— The data —
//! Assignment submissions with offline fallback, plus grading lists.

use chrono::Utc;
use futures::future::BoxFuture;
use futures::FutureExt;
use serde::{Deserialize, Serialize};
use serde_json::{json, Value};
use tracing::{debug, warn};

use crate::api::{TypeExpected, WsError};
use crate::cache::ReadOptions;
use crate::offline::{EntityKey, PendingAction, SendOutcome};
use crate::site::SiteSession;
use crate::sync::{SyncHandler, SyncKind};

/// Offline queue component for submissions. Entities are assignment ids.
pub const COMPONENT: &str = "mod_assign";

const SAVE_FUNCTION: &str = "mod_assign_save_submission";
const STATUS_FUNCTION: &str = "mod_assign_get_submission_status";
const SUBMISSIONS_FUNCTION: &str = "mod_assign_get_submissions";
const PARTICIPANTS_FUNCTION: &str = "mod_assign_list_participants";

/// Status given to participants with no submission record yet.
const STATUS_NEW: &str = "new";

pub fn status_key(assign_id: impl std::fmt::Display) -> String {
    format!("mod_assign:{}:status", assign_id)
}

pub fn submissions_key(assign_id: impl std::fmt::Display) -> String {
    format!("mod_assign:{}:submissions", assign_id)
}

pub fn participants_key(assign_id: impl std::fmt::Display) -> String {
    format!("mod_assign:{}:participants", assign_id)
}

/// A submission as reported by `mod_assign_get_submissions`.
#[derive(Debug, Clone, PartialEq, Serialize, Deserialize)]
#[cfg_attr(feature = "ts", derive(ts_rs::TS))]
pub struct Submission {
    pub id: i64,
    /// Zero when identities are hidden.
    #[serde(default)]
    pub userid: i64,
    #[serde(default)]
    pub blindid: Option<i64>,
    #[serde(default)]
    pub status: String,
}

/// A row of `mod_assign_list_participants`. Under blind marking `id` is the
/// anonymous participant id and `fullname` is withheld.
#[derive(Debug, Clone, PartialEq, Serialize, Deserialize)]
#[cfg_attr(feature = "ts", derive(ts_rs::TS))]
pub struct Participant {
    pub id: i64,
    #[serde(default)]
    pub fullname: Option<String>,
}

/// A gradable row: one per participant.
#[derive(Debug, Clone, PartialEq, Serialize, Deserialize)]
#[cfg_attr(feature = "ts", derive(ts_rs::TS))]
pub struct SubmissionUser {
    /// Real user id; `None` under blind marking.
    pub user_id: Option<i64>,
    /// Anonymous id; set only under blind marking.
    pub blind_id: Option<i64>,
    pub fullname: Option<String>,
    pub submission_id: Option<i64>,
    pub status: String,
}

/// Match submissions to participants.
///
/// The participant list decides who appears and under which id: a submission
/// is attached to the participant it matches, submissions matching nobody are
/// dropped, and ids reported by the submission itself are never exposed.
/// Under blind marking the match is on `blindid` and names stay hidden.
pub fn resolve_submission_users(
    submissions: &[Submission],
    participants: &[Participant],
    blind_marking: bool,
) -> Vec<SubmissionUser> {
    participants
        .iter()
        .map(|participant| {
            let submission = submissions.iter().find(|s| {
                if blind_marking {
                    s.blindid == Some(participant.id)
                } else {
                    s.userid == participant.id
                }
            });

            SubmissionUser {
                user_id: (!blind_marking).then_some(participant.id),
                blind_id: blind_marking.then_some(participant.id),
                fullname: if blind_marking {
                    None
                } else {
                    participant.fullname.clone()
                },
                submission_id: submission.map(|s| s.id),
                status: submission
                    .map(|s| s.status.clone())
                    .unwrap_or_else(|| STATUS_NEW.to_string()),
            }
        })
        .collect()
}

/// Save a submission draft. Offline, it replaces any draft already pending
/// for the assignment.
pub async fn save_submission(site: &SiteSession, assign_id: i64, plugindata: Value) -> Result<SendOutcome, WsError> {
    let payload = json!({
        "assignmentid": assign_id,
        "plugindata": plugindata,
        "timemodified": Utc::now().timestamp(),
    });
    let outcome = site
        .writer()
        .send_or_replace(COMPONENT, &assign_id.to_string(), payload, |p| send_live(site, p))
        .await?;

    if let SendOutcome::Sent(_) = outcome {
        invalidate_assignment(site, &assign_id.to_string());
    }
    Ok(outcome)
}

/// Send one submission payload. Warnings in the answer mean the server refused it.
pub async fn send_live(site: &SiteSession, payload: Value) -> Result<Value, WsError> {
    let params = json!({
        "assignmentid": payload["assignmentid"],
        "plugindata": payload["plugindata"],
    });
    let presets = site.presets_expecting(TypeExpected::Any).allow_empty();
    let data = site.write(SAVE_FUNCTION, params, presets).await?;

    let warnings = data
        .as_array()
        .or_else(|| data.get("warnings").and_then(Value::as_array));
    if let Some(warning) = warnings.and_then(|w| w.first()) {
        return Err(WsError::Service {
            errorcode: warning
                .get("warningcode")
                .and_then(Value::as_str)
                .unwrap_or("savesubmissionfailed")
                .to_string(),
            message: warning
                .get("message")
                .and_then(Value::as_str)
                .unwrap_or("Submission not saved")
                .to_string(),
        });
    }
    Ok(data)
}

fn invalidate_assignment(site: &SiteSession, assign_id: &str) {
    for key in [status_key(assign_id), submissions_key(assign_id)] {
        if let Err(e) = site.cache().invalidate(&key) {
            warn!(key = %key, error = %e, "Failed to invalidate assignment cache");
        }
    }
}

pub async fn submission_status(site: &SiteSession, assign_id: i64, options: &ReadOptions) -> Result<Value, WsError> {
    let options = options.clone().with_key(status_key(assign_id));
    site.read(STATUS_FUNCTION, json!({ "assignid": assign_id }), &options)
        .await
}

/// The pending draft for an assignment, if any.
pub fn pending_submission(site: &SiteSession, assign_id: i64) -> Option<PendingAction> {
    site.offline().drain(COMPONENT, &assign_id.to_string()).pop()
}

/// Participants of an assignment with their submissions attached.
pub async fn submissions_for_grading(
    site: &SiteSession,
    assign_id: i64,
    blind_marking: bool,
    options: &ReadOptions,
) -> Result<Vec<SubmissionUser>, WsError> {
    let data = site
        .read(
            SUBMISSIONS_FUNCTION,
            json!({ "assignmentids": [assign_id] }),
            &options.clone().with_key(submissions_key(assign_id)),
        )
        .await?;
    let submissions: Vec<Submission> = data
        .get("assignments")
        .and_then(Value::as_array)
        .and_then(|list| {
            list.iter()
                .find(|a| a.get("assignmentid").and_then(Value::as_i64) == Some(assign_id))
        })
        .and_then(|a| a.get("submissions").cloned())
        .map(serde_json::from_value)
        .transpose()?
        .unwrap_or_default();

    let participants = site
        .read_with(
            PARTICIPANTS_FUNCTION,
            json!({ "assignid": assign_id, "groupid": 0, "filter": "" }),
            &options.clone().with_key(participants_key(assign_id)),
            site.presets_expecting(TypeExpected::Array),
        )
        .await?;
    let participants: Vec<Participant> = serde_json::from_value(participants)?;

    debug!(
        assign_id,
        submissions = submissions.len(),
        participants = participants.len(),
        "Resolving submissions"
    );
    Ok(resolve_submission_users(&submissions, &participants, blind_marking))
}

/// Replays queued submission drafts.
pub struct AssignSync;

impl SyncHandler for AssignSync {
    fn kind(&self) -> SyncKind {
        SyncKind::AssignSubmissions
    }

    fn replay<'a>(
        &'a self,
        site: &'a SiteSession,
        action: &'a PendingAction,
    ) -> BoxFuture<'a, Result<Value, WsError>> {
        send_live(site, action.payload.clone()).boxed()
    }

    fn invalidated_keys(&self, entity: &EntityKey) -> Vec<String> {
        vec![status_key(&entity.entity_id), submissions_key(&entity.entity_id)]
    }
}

— What is being asked —
If a line of the listing above contains "crate", pick it out and copy it.

— Worked solution —
use crate::api::{TypeExpected, WsError};
use crate::cache::ReadOptions;
use crate::offline::{EntityKey, PendingAction, SendOutcome};
use crate::site::SiteSession;
use crate::sync::{SyncHandler, SyncKind};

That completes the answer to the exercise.